Eurofins PSS Insourcing Solutions® is a global, award-winning insourcing solution. We place our skilled team directly at the client site, managing operations seamlessly and eliminating complexities. We ensure a strategic, long-term service commitment that delivers value directly at the client' site, utilising their facilities, equipment, and methodologies, while maintaining the same service, expertise, and cGMP compliance available at the Eurofins facility. If you're an employee seeking an exceptional career journey, Eurofins PSS Insourcing Solutions® is your gateway to a future where innovation, collaboration, and success converge.
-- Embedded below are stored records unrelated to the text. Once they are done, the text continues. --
// Settings reporter
//
// Exports the enabled settings parts as a single document. The combined
// export is hashed; an incremental cycle whose hash matches the last
// successful push sends nothing.

use async_trait::async_trait;
use serde_json::{Map, Value};
use std::sync::Arc;
use std::time::Instant;
use tracing::debug;

use artifact_export_config::{DataSource, SettingsPart};

use crate::document::document_meta;
use crate::index::IndexKind;
use crate::source::SettingsSource;

use super::{CycleOutcome, CycleResult, CycleSummary, Reporter, ReporterDeps, RunMode, SkipReason};

const PARTS: [SettingsPart; 2] = [SettingsPart::Project, SettingsPart::User];
const PUSH_FAILED: &str = "Settings index push failed";

pub struct SettingsReporter {
    source: Arc<dyn SettingsSource>,
    deps: ReporterDeps,
    last_pushed: Option<blake3::Hash>,
}

impl SettingsReporter {
    pub fn new(source: Arc<dyn SettingsSource>, deps: ReporterDeps) -> Self {
        Self {
            source,
            deps,
            last_pushed: None,
        }
    }
}

/// Parsed JSON when the export is valid, otherwise the raw text.
fn settings_value(raw: String) -> Value {
    serde_json::from_str(&raw).unwrap_or(Value::String(raw))
}

#[async_trait]
impl Reporter for SettingsReporter {
    fn name(&self) -> &'static str {
        DataSource::Settings.as_str()
    }

    async fn run_cycle(&mut self, mode: RunMode) -> CycleResult {
        let base_url = match self.deps.switches.preflight(DataSource::Settings) {
            Ok(base_url) => base_url,
            Err(reason) => return Ok(CycleOutcome::Skipped(reason)),
        };
        let enabled = self.deps.switches.settings_parts();
        let parts: Vec<SettingsPart> = PARTS.into_iter().filter(|p| enabled.contains(p)).collect();
        if parts.is_empty() {
            return Ok(CycleOutcome::Skipped(SkipReason::SourceNotSelected));
        }

        let mut exported = Vec::with_capacity(parts.len());
        for part in parts {
            exported.push((part, self.source.export_settings(part).await?));
        }
        let combined = exported
            .iter()
            .map(|(_, raw)| raw.as_str())
            .collect::<Vec<_>>()
            .join("\n");
        let hash = blake3::hash(combined.as_bytes());
        if mode == RunMode::Incremental && self.last_pushed == Some(hash) {
            return Ok(CycleOutcome::Skipped(SkipReason::Unchanged));
        }

        let mut document = Map::new();
        document.insert(
            "project_id".to_string(),
            Value::String(self.source.project_id().await?),
        );
        for (part, raw) in exported {
            document.insert(format!("settings_{}", part), settings_value(raw));
        }
        document.insert("document_meta".to_string(), document_meta());
        let document = Value::Object(document);

        let kind = IndexKind::Settings;
        let index = self.deps.naming.index_name(kind);
        let stats = &self.deps.stats;
        let started = Instant::now();
        let result = self
            .deps
            .indexer
            .push_document(&base_url, &index, &document)
            .await;
        stats.record_last_push(kind, started.elapsed());

        let mut summary = CycleSummary {
            fetched: 1,
            candidates: 1,
            flushes: 1,
            ..CycleSummary::default()
        };
        match result {
            Ok(()) => {
                stats.record_success(kind, 1);
                self.last_pushed = Some(hash);
                summary.succeeded = 1;
            }
            Err(e) => {
                debug!(index = %index, error = %e, "Settings push failed");
                stats.record_failure(kind, 1);
                stats.record_last_error(kind, PUSH_FAILED);
                summary.failed = 1;
            }
        }
        Ok(CycleOutcome::Completed(summary))
    }
}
Join us in a world where excellence knows no boundaries!

• Participate in method transfers (formulation, drug product, and analytical as applicable).
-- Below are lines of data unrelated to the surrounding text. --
//! In-memory collaborators for tests

use artifact_export_batch::BatchLimits;
use artifact_export_config::{DataSource, RuntimeConfig, SettingsPart};
use async_trait::async_trait;
use parking_lot::Mutex;
use std::collections::VecDeque;
use std::sync::atomic::{AtomicBool, AtomicUsize, Ordering};
use std::sync::Arc;

use crate::document::Document;
use crate::error::{IndexError, SourceError};
use crate::index::{IndexKind, IndexNaming};
use crate::indexer::{BulkIndexer, BulkOutcome};
use crate::reporter::ReporterDeps;
use crate::retry::{RetryCoordinator, RetryQueue, RetrySettings};
use crate::source::{ArtifactSource, SettingsSource};
use crate::stats::ExportStats;
use crate::switches::ExportSwitches;

pub const TEST_BASE_URL: &str = "http://search.test:9200";
pub const TEST_PREFIX: &str = "test";

/// A running export wired to a [`MockIndexer`]: all sources selected,
/// scope `all`, base URL [`TEST_BASE_URL`] and index prefix [`TEST_PREFIX`].
pub struct Harness {
    pub indexer: Arc<MockIndexer>,
    pub queue: Arc<RetryQueue>,
    pub stats: Arc<ExportStats>,
    pub switches: Arc<ExportSwitches>,
    pub retry: Arc<RetryCoordinator>,
    pub naming: IndexNaming,
}

impl Default for Harness {
    fn default() -> Self {
        Self::build(10_000, RetrySettings::default())
    }
}

impl Harness {
    pub fn new() -> Self {
        Self::default()
    }

    pub fn with_capacity(queue_capacity: usize) -> Self {
        Self::build(queue_capacity, RetrySettings::default())
    }

    pub fn with_retry(settings: RetrySettings) -> Self {
        Self::build(10_000, settings)
    }

    fn build(queue_capacity: usize, settings: RetrySettings) -> Self {
        let mut config = RuntimeConfig::default();
        config.index.base_url = Some(TEST_BASE_URL.to_string());
        config.sources.selected = DataSource::ALL.to_vec();

        let naming = IndexNaming::new(TEST_PREFIX);
        let indexer = Arc::new(MockIndexer::new());
        let queue = Arc::new(RetryQueue::new(queue_capacity));
        let stats = Arc::new(ExportStats::new(naming.clone(), Arc::clone(&queue)));
        let switches = Arc::new(ExportSwitches::from_config(&config));
        switches.set_running(true);
        let retry = Arc::new(RetryCoordinator::new(
            Arc::clone(&queue),
            indexer.clone(),
            Arc::clone(&switches),
            Arc::clone(&stats),
            naming.clone(),
            settings,
        ));
        Self {
            indexer,
            queue,
            stats,
            switches,
            retry,
            naming,
        }
    }

    pub fn index(&self, kind: IndexKind) -> String {
        self.naming.index_name(kind)
    }

    pub fn deps(&self) -> ReporterDeps {
        self.deps_with(BatchLimits::default())
    }

    pub fn deps_with(&self, limits: BatchLimits) -> ReporterDeps {
        ReporterDeps {
            indexer: self.indexer.clone(),
            stats: Arc::clone(&self.stats),
            switches: Arc::clone(&self.switches),
            retry: Arc::clone(&self.retry),
            naming: self.naming.clone(),
            limits,
        }
    }
}

/// Scripted reply for the next indexer call.
#[derive(Debug, Clone)]
pub enum MockResponse {
    Succeed,
    /// Reject the documents at these positions.
    Reject(Vec<usize>),
    /// Accept only the first `n` documents without naming the failures.
    AcceptFirst(usize),
    Fail(String),
}

#[derive(Debug, Clone, PartialEq)]
pub struct RecordedCall {
    pub base_url: String,
    pub index: String,
    pub documents: Vec<Document>,
}

/// Records every request and answers from a script, then from a default.
#[derive(Debug)]
pub struct MockIndexer {
    script: Mutex<VecDeque<MockResponse>>,
    fallback: Mutex<MockResponse>,
    bulk_calls: Mutex<Vec<RecordedCall>>,
    document_calls: Mutex<Vec<RecordedCall>>,
}

impl Default for MockIndexer {
    fn default() -> Self {
        Self {
            script: Mutex::new(VecDeque::new()),
            fallback: Mutex::new(MockResponse::Succeed),
            bulk_calls: Mutex::new(Vec::new()),
            document_calls: Mutex::new(Vec::new()),
        }
    }
}

impl MockIndexer {
    pub fn new() -> Self {
        Self::default()
    }

    /// Queues a reply for the next call (bulk or single).
    pub fn respond(&self, response: MockResponse) {
        self.script.lock().push_back(response);
    }

    /// Reply used once the script is exhausted.
    pub fn set_fallback(&self, response: MockResponse) {
        *self.fallback.lock() = response;
    }

    pub fn bulk_calls(&self) -> Vec<RecordedCall> {
        self.bulk_calls.lock().clone()
    }

    pub fn document_calls(&self) -> Vec<RecordedCall> {
        self.document_calls.lock().clone()
    }

    pub fn bulk_call_count(&self) -> usize {
        self.bulk_calls.lock().len()
    }

    /// Sizes of each bulk request, in call order.
    pub fn bulk_sizes(&self) -> Vec<usize> {
        self.bulk_calls.lock().iter().map(|c| c.documents.len()).collect()
    }

    fn next_response(&self) -> MockResponse {
        self.script
            .lock()
            .pop_front()
            .unwrap_or_else(|| self.fallback.lock().clone())
    }
}

#[async_trait]
impl BulkIndexer for MockIndexer {
    async fn push_bulk(
        &self,
        base_url: &str,
        index: &str,
        documents: &[Document],
    ) -> Result<BulkOutcome, IndexError> {
        self.bulk_calls.lock().push(RecordedCall {
            base_url: base_url.to_string(),
            index: index.to_string(),
            documents: documents.to_vec(),
        });
        match self.next_response() {
            MockResponse::Succeed => Ok(BulkOutcome::all_succeeded(documents.len())),
            MockResponse::Reject(positions) => {
                let rejected = positions.iter().filter(|&&p| p < documents.len()).count();
                Ok(BulkOutcome::partial(
                    documents.len() - rejected,
                    positions,
                    format!("Bulk had {} failure(s)", rejected),
                ))
            }
            MockResponse::AcceptFirst(n) => Ok(BulkOutcome {
                succeeded: n.min(documents.len()),
                ..BulkOutcome::default()
            }),
            MockResponse::Fail(reason) => Err(IndexError::unreachable(base_url, reason)),
        }
    }

    async fn push_document(
        &self,
        base_url: &str,
        index: &str,
        document: &Document,
    ) -> Result<(), IndexError> {
        self.document_calls.lock().push(RecordedCall {
            base_url: base_url.to_string(),
            index: index.to_string(),
            documents: vec![document.clone()],
        });
        match self.next_response() {
            MockResponse::Succeed => Ok(()),
            MockResponse::AcceptFirst(n) if n > 0 => Ok(()),
            MockResponse::Reject(_) | MockResponse::AcceptFirst(_) => {
                Err(IndexError::rejected(index, "document rejected"))
            }
            MockResponse::Fail(reason) => Err(IndexError::unreachable(base_url, reason)),
        }
    }
}

/// Fixed item list with a switchable failure and in-scope flag.
#[derive(Debug)]
pub struct StaticSource<T> {
    data_source: DataSource,
    items: Mutex<Vec<T>>,
    failing: AtomicBool,
    in_scope: AtomicBool,
    fetches: AtomicUsize,
}

impl<T: Clone> StaticSource<T> {
    pub fn new(data_source: DataSource, items: Vec<T>) -> Self {
        Self {
            data_source,
            items: Mutex::new(items),
            failing: AtomicBool::new(false),
            in_scope: AtomicBool::new(true),
            fetches: AtomicUsize::new(0),
        }
    }

    pub fn set_items(&self, items: Vec<T>) {
        *self.items.lock() = items;
    }

    pub fn push_item(&self, item: T) {
        self.items.lock().push(item);
    }

    pub fn set_failing(&self, failing: bool) {
        self.failing.store(failing, Ordering::SeqCst);
    }

    pub fn set_in_scope(&self, in_scope: bool) {
        self.in_scope.store(in_scope, Ordering::SeqCst);
    }

    pub fn fetch_count(&self) -> usize {
        self.fetches.load(Ordering::SeqCst)
    }
}

#[async_trait]
impl<T: Clone + Send + Sync> ArtifactSource<T> for StaticSource<T> {
    async fn fetch(&self) -> Result<Vec<T>, SourceError> {
        self.fetches.fetch_add(1, Ordering::SeqCst);
        if self.failing.load(Ordering::SeqCst) {
            return Err(SourceError::unavailable(self.data_source, "source offline"));
        }
        Ok(self.items.lock().clone())
    }

    fn host_in_scope(&self, _url: &str) -> bool {
        self.in_scope.load(Ordering::SeqCst)
    }
}

/// Settings export backed by two editable JSON strings.
#[derive(Debug)]
pub struct StaticSettings {
    project: Mutex<String>,
    user: Mutex<String>,
    failing: AtomicBool,
}

impl StaticSettings {
    pub fn new(project: &str, user: &str) -> Self {
        Self {
            project: Mutex::new(project.to_string()),
            user: Mutex::new(user.to_string()),
            failing: AtomicBool::new(false),
        }
    }

    pub fn set(&self, part: SettingsPart, json: &str) {
        let slot = match part {
            SettingsPart::Project => &self.project,
            SettingsPart::User => &self.user,
        };
        *slot.lock() = json.to_string();
    }

    pub fn set_failing(&self, failing: bool) {
        self.failing.store(failing, Ordering::SeqCst);
    }
}

#[async_trait]
impl SettingsSource for StaticSettings {
    async fn project_id(&self) -> Result<String, SourceError> {
        Ok("test-project".to_string())
    }

    async fn export_settings(&self, part: SettingsPart) -> Result<String, SourceError> {
        if self.failing.load(Ordering::SeqCst) {
            return Err(SourceError::unavailable(DataSource::Settings, "settings export failed"));
        }
        Ok(match part {
            SettingsPart::Project => self.project.lock().clone(),
            SettingsPart::User => self.user.lock().clone(),
        })
    }
}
• Attend team meetings; present data and provide technical input as required.
• Draft, review and execute protocols or contribute to protocol drafting in discussion with the team.
• Plan experimental work: define timelines, prepare calculation sheets, and coordinate material ordering.
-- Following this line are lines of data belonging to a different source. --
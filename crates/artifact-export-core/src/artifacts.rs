// Exported artifact types and their document builders

use artifact_export_config::DataSource;
use serde_json::{json, Map, Value};

use crate::document::{document_meta, Document, PushKey};
use crate::index::IndexKind;

/// An item that can be exported as one document.
pub trait Artifact: Send + Sync + 'static {
    const SOURCE: DataSource;

    /// URL checked against the export scope.
    fn url(&self) -> &str;

    /// Content key used for dedup within a session.
    fn push_key(&self) -> PushKey;

    /// Deterministic document for this item; `None` skips it.
    fn to_document(&self) -> Option<Document>;

    fn index_kind() -> IndexKind {
        IndexKind::for_source(Self::SOURCE)
    }
}

/// One crawled request in the site map.
#[derive(Debug, Clone, PartialEq)]
pub struct SitemapEntry {
    pub url: String,
    pub method: String,
    pub status_code: Option<u16>,
    pub mime_type: Option<String>,
    pub title: Option<String>,
}

impl SitemapEntry {
    pub fn new(url: impl Into<String>, method: impl Into<String>) -> Self {
        Self {
            url: url.into(),
            method: method.into(),
            status_code: None,
            mime_type: None,
            title: None,
        }
    }
}

impl Artifact for SitemapEntry {
    const SOURCE: DataSource = DataSource::Sitemap;

    fn url(&self) -> &str {
        &self.url
    }

    fn push_key(&self) -> PushKey {
        PushKey::from_fields(&[self.url.as_str(), self.method.as_str()])
    }

    fn to_document(&self) -> Option<Document> {
        Some(json!({
            "url": self.url,
            "method": self.method,
            "status_code": self.status_code,
            "mime_type": self.mime_type,
            "title": self.title,
            "document_meta": document_meta(),
        }))
    }
}

/// A scanner finding (audit issue).
#[derive(Debug, Clone, PartialEq)]
pub struct Finding {
    pub name: String,
    pub severity: String,
    pub confidence: String,
    pub base_url: String,
    pub host: String,
    pub port: u16,
    pub secure: bool,
    pub detail: String,
    pub remediation: String,
    /// Request/response evidence, already rendered by the host tool.
    pub evidence: Vec<Value>,
}

impl Artifact for Finding {
    const SOURCE: DataSource = DataSource::Findings;

    fn url(&self) -> &str {
        &self.base_url
    }

    fn push_key(&self) -> PushKey {
        let port = self.port.to_string();
        PushKey::from_fields(&[
            self.name.as_str(),
            self.base_url.as_str(),
            self.host.as_str(),
            port.as_str(),
            self.severity.as_str(),
            self.detail.as_str(),
        ])
    }

    fn to_document(&self) -> Option<Document> {
        Some(json!({
            "name": self.name,
            "severity": self.severity,
            "confidence": self.confidence,
            "host": self.host,
            "port": self.port,
            "protocol_transport": if self.secure { "https" } else { "http" },
            "url": self.base_url,
            "description": self.detail,
            "remediation_detail": self.remediation,
            "request_responses_missing": self.evidence.is_empty(),
            "request_responses": self.evidence,
            "document_meta": document_meta(),
        }))
    }
}

/// One proxied request/response pair.
#[derive(Debug, Clone, PartialEq)]
pub struct TrafficRecord {
    /// Host tool's sequence number for the message.
    pub id: u64,
    pub url: String,
    pub method: String,
    pub host: String,
    pub port: u16,
    pub secure: bool,
    /// Originating tool (proxy, repeater, ...).
    pub tool: String,
    pub status: Option<u16>,
    pub request: Value,
    pub response: Option<Value>,
    pub annotations: Map<String, Value>,
}

impl TrafficRecord {
    pub fn new(id: u64, url: impl Into<String>, method: impl Into<String>) -> Self {
        Self {
            id,
            url: url.into(),
            method: method.into(),
            host: String::new(),
            port: 0,
            secure: false,
            tool: "proxy".to_string(),
            status: None,
            request: Value::Null,
            response: None,
            annotations: Map::new(),
        }
    }
}

impl Artifact for TrafficRecord {
    const SOURCE: DataSource = DataSource::Traffic;

    fn url(&self) -> &str {
        &self.url
    }

    fn push_key(&self) -> PushKey {
        let id = self.id.to_string();
        PushKey::from_fields(&[id.as_str(), self.url.as_str(), self.method.as_str()])
    }

    fn to_document(&self) -> Option<Document> {
        Some(json!({
            "url": self.url,
            "method": self.method,
            "host": self.host,
            "port": self.port,
            "protocol_transport": if self.secure { "https" } else { "http" },
            "tool": self.tool,
            "status": self.status,
            "request": self.request,
            "response": self.response,
            "annotations": self.annotations,
            "document_meta": document_meta(),
        }))
    }
}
• Execute or supervise experiments according to protocol and ALCOA, including hands-on work with formulation process technologies such as sterile filtration, aseptic formulation, filling operations, and lyophilization.
• Perform or support analytical testing using techniques including reverse-phase U(H)PLC, size-exclusion chromatography, dynamic and static light scattering, gel-based analyses (Western Blot, SDS-PAGE), total protein content determination (DOC-TCA Lowry), and antigenicity assays (ELISA, Octet).
• Coordinate designated work packages, ensuring timely execution and collaboration with DP team members and support departments (e.g., ARD, process operations).
• Dispatch samples to Analytical Research & Development (ARD) when relevant and jointly analyze results with the Principal Scientist and other stakeholders.
• Record and report data in the electronic lab notebook (CDW) and required repositories in the expected formats.
• Participate in troubleshooting/brainstorming sessions and iterate experimental plans as needed.
• Prepare, compile and maintain execution-related documentation (batch records, CDW entries, reports, etc.).
• Support lab housekeeping and safe working practices.

• Bachelor’s or Master's degree in Pharmaceutical Sciences, Biochemistry, Biotechnology, Chemical Engineering, or related fields.
• At least 1 to 3 years of experience as associate scientist.
• Experience in Drug product process technologies is a must.
• Experience in analytical testing related to purification follow-up is a plus (UPLC, Morphology, Size distribution, Protein content, Gel analysis, …)
• Excellent interpersonal and communication skills, with the ability to collaborate effectively within a small, dedicated team.
• Proficiency in English and French communication, both written and spoken, is essential.

• A full-time (40hours/week) Monday – Friday job.
• A Permanent contract with flexible working hours. (Can start between 7:00 and 9:30am)
• Place of work: Rixensart.
• Get to work with an international team.
• Meal Vouchers 8 Euro/Working Day.
• Eco-Cheques +/- 250 Euro/Year.
• DKV Hospitalization insurance.
• Additional 12 ADV days.
• A company well-being program targeting both mental and physical well-being.
• Access to Payflip- an innovative app that helps you take control and optimize your paycheck.
• A platform to consult dermatologists for any skin-related concerns.
• A fantastic team with monthly team lunches, fun teambuilding activities (laser tag, escape rooms, sports, etc.) and above all; a great collaborative international work environment.
• Personal development through learning on the job and additional trainings.